= Negro Folk Symphony =

1934 composition by William L Dawson (revised 1952)

The Negro Folk Symphony is a symphony composed by William L. Dawson in 1934 and revised in 1952. Leopold Stokowski and the Philadelphia Orchestra debuted the Negro Folk Symphony on November 14, 16, and 17, 1934, with a follow-up performance at New York's Carnegie Hall on November 20.

It was recorded by the Detroit Symphony Orchestra conducted by Neeme Järvi in 2001. A recording by the Vienna Radio Symphony Orchestra and conducted by Arthur Fagen was released in June 2020.

== Composition ==
Dawson began working on his Symphony No. 1 In the late 1920s while living in Chicago. The initial four performances of Dawson's symphony by a major orchestra made him only the third African American composer, after William Grant Still in 1931 and Florence Price in 1933, to achieve such a milestone. Audiences responded enthusiastically, breaking tradition by applauding after the second movement and giving standing ovations at the symphony's conclusion. Critics, both Black and white, praised the work—a rare honor for any new American composition, especially by a Black composer. Despite its initial success and critical acclaim, the Negro Folk Symphony, like many works by Black composers, soon faded from the spotlight.

The work consists of three movements:

== Title ==
While the word "Negro" might feel outdated today, but for Dawson and many of his generation, it held deep pride and respect. Even though preferences had shifted by the time of his death in 1990, Dawson preferred this term, finding "Black" too narrow to fully reflect his heritage.

As for "folk" in the symphony's title, Dawson was not the first to incorporate folk songs into symphonic music for the concert stage. He often pointed to composers like Tchaikovsky and Brahms, who also drew from their nations' folk traditions. Antonín Dvořák, in particular, served as a major influence on Dawson, as his Symphony No. 9, From the New World, famously drew on African American musical themes. Listeners who know Dvořák's symphony may hear Dawson's nod to it within the Negro Folk Symphony.
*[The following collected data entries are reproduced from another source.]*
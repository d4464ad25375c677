// SPDX-License-Identifier: PMPL-1.0-or-later
// Copyright (c) 2026 Jonathan D.A. Jewell (hyperpolymath) <jonathan.jewell@open.ac.uk>
//
// PDF module — source inspection and overlay construction.

pub mod overlay;
pub mod source;

pub use overlay::OverlayBuilder;
pub use source::SourceDocument;
// SPDX-License-Identifier: PMPL-1.0-or-later
// Copyright (c) 2026 Jonathan D.A. Jewell (hyperpolymath) <jonathan.jewell@open.ac.uk>
//
// Command line definition.

use std::path::PathBuf;

use clap::{Args, Parser, Subcommand};

/// Turn scanned PDFs into searchable documents.
#[derive(Debug, Parser)]
#[command(name = "scanlayer", version, about)]
#[command(after_help = "environment:\n  SCANLAYER_CONFIG  JSON configuration file\n  RUST_LOG          log filter (default: info)")]
pub struct Cli {
    #[command(subcommand)]
    pub command: Command,
}

#[derive(Debug, Clone, PartialEq, Eq, Subcommand)]
pub enum Command {
    /// Recognize a scanned PDF and write a searchable copy
    Ocr(OcrArgs),
    /// Check that the external tools are installed
    Doctor,
}

#[derive(Debug, Clone, PartialEq, Eq, Args)]
pub struct OcrArgs {
    /// Scanned PDF to recognize
    pub input: PathBuf,

    /// Pages to recognize, e.g. 1-3,7 (default: all)
    #[arg(long)]
    pub pages: Option<String>,

    /// Recognition languages, e.g. eng+deu
    #[arg(long = "lang", value_delimiter = '+')]
    pub languages: Vec<String>,

    /// Render resolution (default: detected, else 300)
    #[arg(long)]
    pub dpi: Option<u32>,

    /// Searchable output (default: <input>.ocr.pdf)
    #[arg(long = "out")]
    pub output: Option<PathBuf>,

    /// Write word indexes next to this path
    #[arg(long)]
    pub working_copy: Option<PathBuf>,

    /// Print job events as JSON lines
    #[arg(long)]
    pub json: bool,
}

impl OcrArgs {
    /// `--out`, or `<input stem>.ocr.pdf` beside the input.
    pub fn output_path(&self) -> PathBuf {
        self.output.clone().unwrap_or_else(|| {
            let stem = self
                .input
                .file_stem()
                .map(|s| s.to_string_lossy().into_owned())
                .unwrap_or_else(|| "output".to_string());
            self.input.with_file_name(format!("{stem}.ocr.pdf"))
        })
    }
}

#[cfg(test)]
mod tests {
    use super::*;

    fn parse(line: &str) -> Result<Command, clap::Error> {
        Cli::try_parse_from(std::iter::once("scanlayer").chain(line.split_whitespace()))
            .map(|cli| cli.command)
    }

    #[test]
    fn full_ocr_invocation() {
        let cmd = parse(
            "ocr scan.pdf --pages 1-3,5 --lang eng+deu --dpi 400 --out out.pdf --working-copy wc.pdf --json",
        )
        .expect("parse");
        let Command::Ocr(ocr) = cmd else {
            panic!("expected ocr command");
        };
        assert_eq!(ocr.input, PathBuf::from("scan.pdf"));
        assert_eq!(ocr.pages.as_deref(), Some("1-3,5"));
        assert_eq!(ocr.languages, ["eng", "deu"]);
        assert_eq!(ocr.dpi, Some(400));
        assert_eq!(ocr.output_path(), PathBuf::from("out.pdf"));
        assert_eq!(ocr.working_copy, Some(PathBuf::from("wc.pdf")));
        assert!(ocr.json);
    }

    #[test]
    fn default_output_sits_beside_input() {
        let Command::Ocr(ocr) = parse("ocr /books/scan.pdf").expect("parse") else {
            panic!("expected ocr command");
        };
        assert_eq!(ocr.output_path(), PathBuf::from("/books/scan.ocr.pdf"));
        assert!(ocr.languages.is_empty());
        assert!(!ocr.json);
    }

    #[test]
    fn doctor_command() {
        assert_eq!(parse("doctor").expect("parse"), Command::Doctor);
    }

    #[test]
    fn help_is_reported_as_display_help() {
        let err = parse("--help").expect_err("help exits early");
        assert_eq!(err.kind(), clap::error::ErrorKind::DisplayHelp);
    }

    #[test]
    fn bad_invocations_are_rejected() {
        assert!(parse("").is_err());
        assert!(parse("print scan.pdf").is_err());
        assert!(parse("ocr").is_err());
        assert!(parse("ocr scan.pdf --dpi high").is_err());
        assert!(parse("ocr scan.pdf --pages").is_err());
        assert!(parse("ocr scan.pdf --colour").is_err());
        assert!(parse("ocr a.pdf b.pdf").is_err());
    }

    #[test]
    fn command_definition_is_consistent() {
        use clap::CommandFactory;
        Cli::command().debug_assert();
    }
}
Dawson's approach to folk music in the symphony, however, is entirely his own. In his 1934 program notes, he highlighted three spirituals he cherished from childhood: "Oh, My Little Soul Gwine Shine Like a Star" (or "Dig My Grave"), "O Le' Me Shine", and "Hallelujah, Lord, I Been Down into the Sea". These are not widely known spirituals, but Dawson's artful integration of each into the symphony creates a seamless unity, where folk tunes and symphonic structure blend into a singular, cohesive form.

== Revision ==
During 1952–53, Dawson embarked on a tour across West Africa, spending several weeks immersing himself in the local music and capturing recordings that profoundly influenced him. When he returned to the United States, he infused these new inspirations into a substantial revision of his symphony, enhancing and expanding upon the original work, which had already garnered acclaim. This revised version is the one commonly performed today and is available in professional recordings. In recent years, particularly after the rise of the Black Lives Matter movement, the Negro Folk Symphony has seen a resurgence in performances as orchestras increasingly recognize the importance of works by Black composers from both the past and present.